** Supplied information follows **

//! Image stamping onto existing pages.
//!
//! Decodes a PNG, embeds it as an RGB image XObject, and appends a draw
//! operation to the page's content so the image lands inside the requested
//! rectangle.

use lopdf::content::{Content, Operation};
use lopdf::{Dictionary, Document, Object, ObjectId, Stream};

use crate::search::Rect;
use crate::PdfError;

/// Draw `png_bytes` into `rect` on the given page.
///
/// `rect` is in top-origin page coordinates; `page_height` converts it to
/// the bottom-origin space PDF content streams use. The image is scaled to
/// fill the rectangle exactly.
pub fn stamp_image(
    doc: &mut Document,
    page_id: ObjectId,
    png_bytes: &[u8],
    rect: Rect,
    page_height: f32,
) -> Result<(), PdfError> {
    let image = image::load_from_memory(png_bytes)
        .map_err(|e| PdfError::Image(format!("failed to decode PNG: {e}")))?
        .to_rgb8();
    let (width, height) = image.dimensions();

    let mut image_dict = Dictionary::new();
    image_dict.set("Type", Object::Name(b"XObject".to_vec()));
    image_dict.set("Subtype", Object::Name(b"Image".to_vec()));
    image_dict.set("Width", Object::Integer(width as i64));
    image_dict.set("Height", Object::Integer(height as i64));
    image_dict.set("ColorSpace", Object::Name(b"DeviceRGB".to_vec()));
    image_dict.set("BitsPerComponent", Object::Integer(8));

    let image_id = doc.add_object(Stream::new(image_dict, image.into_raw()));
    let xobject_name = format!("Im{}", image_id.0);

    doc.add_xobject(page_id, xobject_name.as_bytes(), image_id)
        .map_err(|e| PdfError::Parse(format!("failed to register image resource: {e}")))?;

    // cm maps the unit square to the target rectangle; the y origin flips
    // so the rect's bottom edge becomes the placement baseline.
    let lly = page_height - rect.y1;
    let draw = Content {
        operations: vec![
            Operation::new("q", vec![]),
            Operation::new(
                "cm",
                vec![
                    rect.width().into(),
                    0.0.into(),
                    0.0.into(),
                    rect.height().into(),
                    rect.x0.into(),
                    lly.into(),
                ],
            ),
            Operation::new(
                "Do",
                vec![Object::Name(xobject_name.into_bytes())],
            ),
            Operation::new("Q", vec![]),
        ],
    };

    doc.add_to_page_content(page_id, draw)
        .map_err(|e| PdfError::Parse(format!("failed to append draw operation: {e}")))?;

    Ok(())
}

** End of Supplied information **
** Supplied information follows **

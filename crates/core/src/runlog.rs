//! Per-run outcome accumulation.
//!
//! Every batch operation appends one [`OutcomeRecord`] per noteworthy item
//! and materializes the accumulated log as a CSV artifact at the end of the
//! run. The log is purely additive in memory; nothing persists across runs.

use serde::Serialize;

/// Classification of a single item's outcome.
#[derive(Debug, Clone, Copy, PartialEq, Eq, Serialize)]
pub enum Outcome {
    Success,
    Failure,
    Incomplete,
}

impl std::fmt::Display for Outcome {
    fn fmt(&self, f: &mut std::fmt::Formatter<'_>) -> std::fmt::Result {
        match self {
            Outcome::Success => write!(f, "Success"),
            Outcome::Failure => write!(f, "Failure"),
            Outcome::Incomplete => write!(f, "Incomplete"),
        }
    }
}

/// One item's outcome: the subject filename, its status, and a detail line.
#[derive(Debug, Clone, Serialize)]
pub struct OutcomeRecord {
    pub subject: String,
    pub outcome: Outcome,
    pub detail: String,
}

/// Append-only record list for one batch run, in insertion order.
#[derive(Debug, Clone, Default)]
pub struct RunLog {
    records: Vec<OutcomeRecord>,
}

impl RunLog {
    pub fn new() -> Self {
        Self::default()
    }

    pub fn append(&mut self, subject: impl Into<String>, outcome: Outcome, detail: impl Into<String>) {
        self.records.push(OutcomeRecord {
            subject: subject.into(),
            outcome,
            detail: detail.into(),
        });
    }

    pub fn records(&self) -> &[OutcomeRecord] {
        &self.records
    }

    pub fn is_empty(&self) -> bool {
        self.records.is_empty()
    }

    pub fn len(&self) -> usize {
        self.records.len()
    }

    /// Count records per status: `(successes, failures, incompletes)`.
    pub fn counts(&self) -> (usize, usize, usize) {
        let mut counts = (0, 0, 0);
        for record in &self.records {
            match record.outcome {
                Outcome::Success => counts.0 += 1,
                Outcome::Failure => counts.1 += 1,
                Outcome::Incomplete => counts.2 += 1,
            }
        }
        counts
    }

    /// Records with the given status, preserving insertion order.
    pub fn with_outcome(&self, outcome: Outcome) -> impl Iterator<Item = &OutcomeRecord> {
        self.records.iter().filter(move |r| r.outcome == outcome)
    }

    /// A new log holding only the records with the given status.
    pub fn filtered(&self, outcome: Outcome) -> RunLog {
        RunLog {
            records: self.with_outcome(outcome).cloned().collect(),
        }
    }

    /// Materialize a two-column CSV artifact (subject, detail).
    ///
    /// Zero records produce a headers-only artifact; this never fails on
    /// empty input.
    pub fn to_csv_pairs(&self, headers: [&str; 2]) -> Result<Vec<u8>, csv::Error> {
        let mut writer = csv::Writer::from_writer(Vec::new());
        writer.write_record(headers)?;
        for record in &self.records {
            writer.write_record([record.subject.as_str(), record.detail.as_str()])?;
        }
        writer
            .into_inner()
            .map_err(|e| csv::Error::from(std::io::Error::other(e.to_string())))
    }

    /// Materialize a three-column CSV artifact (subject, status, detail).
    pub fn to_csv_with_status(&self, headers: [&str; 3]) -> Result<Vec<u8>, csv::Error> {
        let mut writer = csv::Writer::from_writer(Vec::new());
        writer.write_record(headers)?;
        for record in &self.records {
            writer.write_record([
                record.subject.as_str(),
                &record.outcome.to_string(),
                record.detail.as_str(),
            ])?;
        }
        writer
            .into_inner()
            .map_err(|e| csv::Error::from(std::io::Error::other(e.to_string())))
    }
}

** End of Supplied information **

About this task
Say how many lines of the data hold the word "bottom", and leave out everything but the number.

Result of this exercise
2